Struggling or striving… words matter.


I am struggling with my writing today. When I struggle I often resort back to wondering why I am even doing this work. Why have I decided that no matter what, every Sunday, I am going to write; I am going to post something new to my blog. The word struggle has a negative connotation to it. It’s not a good thing. In life we don’t like to struggle.  I struggled growing up with my self image. My mom struggled to make sure our life seemed “normal” (whatever normal is?). I struggled with truly comprehending what I read. I had to read it again and again to make sense of it. It wasn’t a good thing to “struggle” yet all my life my struggles have helped me be stronger.

I am then reminded of hearing Ellin Oliver Keene speak one time and she said, “Savor the struggle.” I have held onto this idea that we should savor the struggle. When looking at it through this lens, the “struggle” is positive, right? Yet, in education (and life), we often use this word to define someone. We might say that a child is a “struggling reader” or a “struggling writer” and this is seen as the child being behind (another concept to grapple with). I’m going to be honest. I don’t like it when we define someone as “a struggler.” We all struggle. We all are working through something and trying to learn and grow.

So what words might I use instead?
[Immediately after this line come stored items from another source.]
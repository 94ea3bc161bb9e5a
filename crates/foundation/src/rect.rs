use serde::{Deserialize, Serialize};

/// Rectangular region in normalized coordinates (`0..1` on both axes, origin
/// top-left).
///
/// Invariant: all fields are finite and `width`/`height` are non-negative.
#[derive(Debug, Copy, Clone, PartialEq, Serialize, Deserialize)]
pub struct Rect {
    pub x: f64,
    pub y: f64,
    pub width: f64,
    pub height: f64,
}

impl Rect {
    /// The whole unit square.
    pub const FULL: Rect = Rect {
        x: 0.0,
        y: 0.0,
        width: 1.0,
        height: 1.0,
    };

    pub fn new(x: f64, y: f64, width: f64, height: f64) -> Self {
        let r = Self {
            x,
            y,
            width,
            height,
        };
        debug_assert!(r.is_valid(), "invalid rect: {r:?}");
        r
    }

    pub fn is_valid(&self) -> bool {
        self.x.is_finite()
            && self.y.is_finite()
            && self.width.is_finite()
            && self.height.is_finite()
            && self.width >= 0.0
            && self.height >= 0.0
    }

    pub fn is_empty(&self) -> bool {
        self.width <= 0.0 || self.height <= 0.0
    }

    /// Exact bitwise identity, usable as a map key.
    pub fn key(&self) -> RectKey {
        // -0.0 and 0.0 describe the same region.
        let bits = |v: f64| if v == 0.0 { 0u64 } else { v.to_bits() };
        RectKey([
            bits(self.x),
            bits(self.y),
            bits(self.width),
            bits(self.height),
        ])
    }
}

impl Default for Rect {
    fn default() -> Self {
        Self::FULL
    }
}

/// Hashable identity of a [`Rect`].
#[derive(Debug, Copy, Clone, PartialEq, Eq, PartialOrd, Ord, Hash)]
pub struct RectKey([u64; 4]);

#[cfg(test)]
mod tests {
    use super::Rect;

    #[test]
    fn signed_zero_rects_share_a_key() {
        let a = Rect::new(0.0, 0.0, 1.0, 1.0);
        let b = Rect::new(-0.0, 0.0, 1.0, 1.0);
        assert_eq!(a.key(), b.key());
        assert_ne!(a.key(), Rect::new(0.0, 0.0, 0.5, 1.0).key());
    }

    #[test]
    fn validity_rejects_negative_and_non_finite() {
        let neg = Rect {
            x: 0.0,
            y: 0.0,
            width: -1.0,
            height: 1.0,
        };
        assert!(!neg.is_valid());
        let nan = Rect {
            x: f64::NAN,
            ..Rect::FULL
        };
        assert!(!nan.is_valid());
        assert!(Rect::FULL.is_valid());
        assert!(Rect::new(0.2, 0.2, 0.0, 0.3).is_empty());
    }

    #[test]
    fn deserializes_from_json() {
        let r: Rect = serde_json::from_str(r#"{"x":0.5,"y":0,"width":0.5,"height":1}"#).unwrap();
        assert_eq!(r, Rect::new(0.5, 0.0, 0.5, 1.0));
    }
}
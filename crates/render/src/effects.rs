use foundation::Rect;
use serde::{Deserialize, Serialize};

/// Where a layer is placed on the stage. Exactly one coordinate mode.
#[derive(Debug, Copy, Clone, PartialEq, Serialize, Deserialize)]
#[serde(tag = "mode", rename_all = "lowercase")]
pub enum EffectRect {
    /// Fractions of the stage size.
    Relative(Rect),
    /// Stage pixels.
    Absolute {
        x: f64,
        y: f64,
        width: f64,
        height: f64,
    },
}

impl Default for EffectRect {
    fn default() -> Self {
        EffectRect::Relative(Rect::FULL)
    }
}

impl EffectRect {
    /// The placement as fractions of a `stage_width` × `stage_height` stage.
    pub fn normalized(&self, stage_width: f64, stage_height: f64) -> Rect {
        match *self {
            EffectRect::Relative(r) => r,
            EffectRect::Absolute {
                x,
                y,
                width,
                height,
            } => {
                if stage_width <= 0.0 || stage_height <= 0.0 {
                    return Rect {
                        x: 0.0,
                        y: 0.0,
                        width: 0.0,
                        height: 0.0,
                    };
                }
                Rect {
                    x: x / stage_width,
                    y: y / stage_height,
                    width: width.max(0.0) / stage_width,
                    height: height.max(0.0) / stage_height,
                }
            }
        }
    }
}

pub const IDENTITY_COLOR_MATRIX: [[f64; 4]; 4] = [
    [1.0, 0.0, 0.0, 0.0],
    [0.0, 1.0, 0.0, 0.0],
    [0.0, 0.0, 1.0, 0.0],
    [0.0, 0.0, 0.0, 1.0],
];

/// Per-layer rendering modifiers.
#[derive(Debug, Copy, Clone, PartialEq, Serialize, Deserialize)]
#[serde(default)]
pub struct Effects {
    /// In `[0, 1]`.
    pub opacity: f64,
    pub rect: EffectRect,
    pub color_offset: [f64; 4],
    pub color_matrix: [[f64; 4]; 4],
    /// Sub-texture to sample; only renderers that support it use it.
    pub texture_crop: Rect,
}

impl Default for Effects {
    fn default() -> Self {
        Self {
            opacity: 1.0,
            rect: EffectRect::default(),
            color_offset: [0.0; 4],
            color_matrix: IDENTITY_COLOR_MATRIX,
            texture_crop: Rect::FULL,
        }
    }
}

impl Effects {
    pub fn with_opacity(mut self, opacity: f64) -> Self {
        self.set_opacity(opacity);
        self
    }

    pub fn with_rect(mut self, rect: EffectRect) -> Self {
        self.rect = rect;
        self
    }

    pub fn set_opacity(&mut self, opacity: f64) {
        self.opacity = if opacity.is_nan() { 1.0 } else { opacity.clamp(0.0, 1.0) };
    }

    /// Layer placement in stage fractions.
    pub fn normalized_rect(&self, stage_width: f64, stage_height: f64) -> Rect {
        self.rect.normalized(stage_width, stage_height)
    }

    /// Layer size in stage pixels.
    pub fn pixel_size(&self, stage_width: f64, stage_height: f64) -> (f64, f64) {
        let r = self.normalized_rect(stage_width, stage_height);
        (r.width * stage_width, r.height * stage_height)
    }

    pub fn has_color_transform(&self) -> bool {
        self.color_offset != [0.0; 4] || self.color_matrix != IDENTITY_COLOR_MATRIX
    }
}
I don’t think “the struggle” itself is negative, it’s identifying someone as struggling. Instead, let’s think of different identifiers. Let’s think of using words such as striving readers and writers or developing readers and writers. When looking at it this way we all are striving or developing in some way. When I work with a child (or colleague), my goal is to find out what his/her next steps are… what are they striving for? What is it that they need help with developing next?

So yes, I am struggling but I don’t consider myself a struggling writer. I have many strategies and words to use to put on the page, yet sometimes I don’t know what direction to go. I am a striving writer- one that is developing who I am as a writer and wondering where this road may take me.

The words we use to describe ourselves and one another impact identity. “Personal identity is not something that we find by looking at ourselves in the mirror, nor is it given to us by the efforts and opinions of others. Identity is constructed from the way others influence the way we behave and see ourselves. We learn from the company we keep, and the greatest learning is generated by our perception of the way other people see us” (Smith, 2006, 91). It is important to think about the language we use and how that builds an identity for someone else. If I am seen as a “struggling writer” then I will enact that identity. If the responses I receive from others do not lift me up rather make me feel badly about my writing then I will retreat and not want to write anymore. It is our responsibility to use our words and “labels” to build others up. Next time you are in a conversation and want to identify someone as struggling I urge you to change your language and talk about that person as “striving” or “developing” or possibly use another word. A simple shift in language can begin to influence the way you see that person as well as how that person sees him/herself.

I am not going to identify as a struggling writer. I am a striving writer who is choosing to take this moment to savor the struggle.


Smith, F. (2006). Ourselves: Why we are who we are. Mahwah, New Jersey: Lawrence Erlbaum   Associates.